We are undeniably, on the face of it, a family friendly city. I spend half my week writing about it, and the other half living it. As a group of people, we can make anything family-friendly, from zombie walks to protest marches.

So why can’t we get our childcare right? Why is it so hard?

Childcare provisioners are trying. They are battling over-subscription, inadequate government subsidy, a huge lack of suitable settings in Bristol, and a workforce driven by almost nothing but vocation, because there is precious little money in caring for our kids. They are trying to get it right. People like Caboodle, for example, are flying the flag for working parents who need flexible childcare. Nursery chains across Bristol are sagging under supply and demand. I spoke to two people yesterday who put their kids name down with reputable childminders before birth.

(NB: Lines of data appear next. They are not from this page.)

/*!
 * Authentication context extractor
 *
 * Responsibility:
 * - リクエスト単位の RequestScope / 認証済み Identity を handler に提供する
 * - HTTP / axum 依存は core に閉じ込め、型定義は types に分離する
 *
 * Public API:
 * - Identity, RequestScope, current_identity
 * - CurrentUser
 */

mod core;
mod types;

pub use core::CurrentUser;
pub use types::{Identity, RequestScope, current_identity};
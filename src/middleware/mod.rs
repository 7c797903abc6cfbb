/*
 * Responsibility
 * - middleware の公開インターフェース
 * - auth (認証ゲート), cors, http (request-id/trace/timeout/panic), security_headers
 */
pub mod auth;
pub mod cors;
pub mod http;
pub mod security_headers;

In Bristol, we earn less than in London, that’s why our childcare costs our household more. Our housing market and cost of living is very close to that of the capital. Our wages are not. So, at the root of the reasons we live here – to give our families the life we hoped for – is the most deeply un family-friendly root cause of unhappiness – lack of money, or in many cases, downright poverty.

Don’t forget, Government data showed in August this year that one in four kids in Bristol is living in poverty 

Some of us have to work and give over more than half our household income, according to that survey, to our children’s care. Many many more Bristolian parents want to work, but can’t because they can’t make those figures work. I can only imagine that frustration, and how isolated and angry that makes people feel. Because, the biggest irony – you want to do right by your kids, show them that work matters, that you want to provide, and you can’t.

It’s time for action. So, what can we do? We can change the things within our control, as citizens of Bristol.

Talk to your employer – actually, don’t just talk, lobby, for flexible working. You have the legal right to ask for it, and it could mean some fundamental savings for your family. Condensed hours, flexi-time, four day weeks, working in the location of your choice, all these things could shave costs off your childcare.

Engage your community – look for gaps in the provision near you and stand up, and try to get them filled. My local primary school opened a playgroup in the school hall on a Friday, which turned into a pre-school within one school year, once it was realised the need was very definitely there. The government isn’t going to cut us any slack here, it’s up to us to change this, with each other’s help.

Ask your MP what they are doing – this year, I’ve learned that all our representative MPs, even the ones you really don’t want to agree with (my MP is Rees Mogg, for goodness’ sakes) really do want to listen. Plus, take a look, most of our Bristol MPs are women, and pretty immense ones at that. They want to support you, I do believe that. Help them by telling them what you need.

Talk about this in positive terms – we need something changing, so let’s change it, rather than sit and rage about it. Look at what we achieve in Bristol when we get together for other family friendly things – from the School cuts march to the Junk Modelling on College Green in the pouring rain this year. We represent.

Lastly – do what you can to help personally. I am certified terrible at entertaining other people’s kids, but, it can’t be that scary, can it? Maybe you’ve got a friend who could attend that job interview if you took her kids for two hours? Maybe that friend of your daughter’s could come for tea after school each week so her Dad could study longer. Who knows. Let’s ask more.

I want Bristol to be known as a family-friendly city from its core – its employers, its politicians, its support services. I don’t want to read that the cost of childcare is crippling us anymore, because it’s going to drive people away, talented, useful people, and their children, who are all facing the same crisis here.

Let’s do what we can for our bigger family, Bristol itself.